Pure red cell aplasia (PRCA) is a type of normocytic or sometimes macrocytic anemia characterized by reticulocytopenia. The cause of hypo erythropoiesis is varied. It could be of a congenital or an acquired type. A congenital PRCA is different than anemia caused by congenital dyserythropoiesis. The classification of acquired PRCA can be primary when no cause is identified or secondary due to underling or associated pathology. The primary PRCA is a disease of exclusion. There are many disorders such as autoimmune disorders, hematological and nonhematological malignancies, some infections, and medications that cause secondary PRCA. Immune-mediated mechanism plays an important role in both primary and secondary types. Therefore, immunomodulating agents are important in the treatment of primary type and many secondary types. Other therapy modalities include surgery, plasmapheresis, and hemopoietic stem cell transplantation. The assessment of hemoglobin level and absolute reticulocyte count with the frequency of blood transfusion are important to monitor therapy response achievement. Achievement of complete response is important to eliminate demands for blood transfusion and to avoid blood-transfusion risks. Herein, we review this disorder which has broad diversity, its causes, approach to its cause, therapy modalities.

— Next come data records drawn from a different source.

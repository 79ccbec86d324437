//! `Validate(evidence, hash, currentHeight, maxAge, heightLookup?)` (spec §4.3).

use std::fmt;

use potso_crypto::recover;
use potso_types::{Address, Hash32};

use crate::record::{signing_digest, Evidence};

/// The closed set of rejection tags (spec §4.3 / §7).
#[derive(Debug, Clone, Copy, PartialEq, Eq)]
pub enum RejectReason {
    InvalidType,
    InvalidReporter,
    InvalidSignature,
    InvalidOffender,
    EmptyHeights,
    UnsortedHeights,
    FutureHeight,
    Expired,
    UnknownHeight,
}

impl fmt::Display for RejectReason {
    fn fmt(&self, f: &mut fmt::Formatter<'_>) -> fmt::Result {
        let s = match self {
            RejectReason::InvalidType => "invalid_type",
            RejectReason::InvalidReporter => "invalid_reporter",
            RejectReason::InvalidSignature => "invalid_signature",
            RejectReason::InvalidOffender => "invalid_offender",
            RejectReason::EmptyHeights => "empty_heights",
            RejectReason::UnsortedHeights => "unsorted_heights",
            RejectReason::FutureHeight => "future_height",
            RejectReason::Expired => "expired",
            RejectReason::UnknownHeight => "unknown_height",
        };
        write!(f, "{s}")
    }
}

/// Optional external collaborator rejecting evidence that references a
/// height the caller has no record of.
pub trait HeightLookup: Send + Sync {
    fn exists(&self, height: u64) -> bool;
}

/// `Validate` enforces every clause in spec §4.3 in order, short-circuiting
/// on the first violation.
pub fn validate(
    evidence: &Evidence,
    hash: &Hash32,
    current_height: u64,
    max_age: u64,
    height_lookup: Option<&dyn HeightLookup>,
) -> Result<(), RejectReason> {
    if evidence.offender.is_zero() {
        return Err(RejectReason::InvalidOffender);
    }
    if evidence.reporter.is_zero() {
        return Err(RejectReason::InvalidReporter);
    }
    if evidence.heights.is_empty() {
        return Err(RejectReason::EmptyHeights);
    }
    if !evidence.heights.windows(2).all(|w| w[0] < w[1]) {
        return Err(RejectReason::UnsortedHeights);
    }
    if evidence.heights.iter().any(|h| *h > current_height) {
        return Err(RejectReason::FutureHeight);
    }
    let cutoff = current_height.saturating_sub(max_age);
    if evidence.heights.iter().any(|h| *h < cutoff) {
        return Err(RejectReason::Expired);
    }
    if let Some(lookup) = height_lookup {
        if evidence.heights.iter().any(|h| !lookup.exists(*h)) {
            return Err(RejectReason::UnknownHeight);
        }
    }

    let digest = signing_digest(hash, evidence.timestamp);
    let recovered = recover(&digest, &evidence.reporter_sig).map_err(|_| RejectReason::InvalidSignature)?;
    let recovered_addr = potso_crypto::address_of(&recovered);
    if recovered_addr != evidence.reporter {
        return Err(RejectReason::InvalidSignature);
    }

    Ok(())
}

/// A `HeightLookup` that accepts every height; the default when no external
/// height oracle is wired up.
pub struct AcceptAllHeights;

impl HeightLookup for AcceptAllHeights {
    fn exists(&self, _height: u64) -> bool {
        true
    }
}

/// A `HeightLookup` backed by an explicit allow-list, useful in tests and in
/// nodes that track a bounded recent-height window directly.
pub struct KnownHeights(pub std::collections::BTreeSet<u64>);

impl HeightLookup for KnownHeights {
    fn exists(&self, height: u64) -> bool {
        self.0.contains(&height)
    }
}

Keywords: Dyserythropoiesis, pure red cells aplasia, reticulocytopenia


How to cite this article:
Alfaraj MM, Al Saeed HH. Pure red cell aplasia, a disease of a great diversity. J Appl Hematol 2020;11:1-6

How to cite this URL:
Alfaraj MM, Al Saeed HH. Pure red cell aplasia, a disease of a great diversity. J Appl Hematol [serial online] 2020 [cited 2023 May 29];11:1-6. Available from: https://www.jahjournal.org/text.asp?2020/11/1/1/280545


  Introduction Top


Pure red cell aplasia (PRCA) is a type of malproductive disorder characterized by isolated normocytic, or sometimes macrocytic, normochromic anemia with marked reticulocytopenia as absolute reticulocyte count is <10,000/uL (or <1%) due to marked hypoproliferative erythropoiesis.[1],[2] The other blood cell lineages are usually normal in PRCA unless another concurrent disorder is co-existing.[1],[2] PRCA could be a congenital disorder or acquired one.[2] The therapeutic options of PRCA depend on its associated or underlying pathogenesis.[1] This article has a brief review of PRCA classification, underlying or associated disorder, diagnosis, and treatment.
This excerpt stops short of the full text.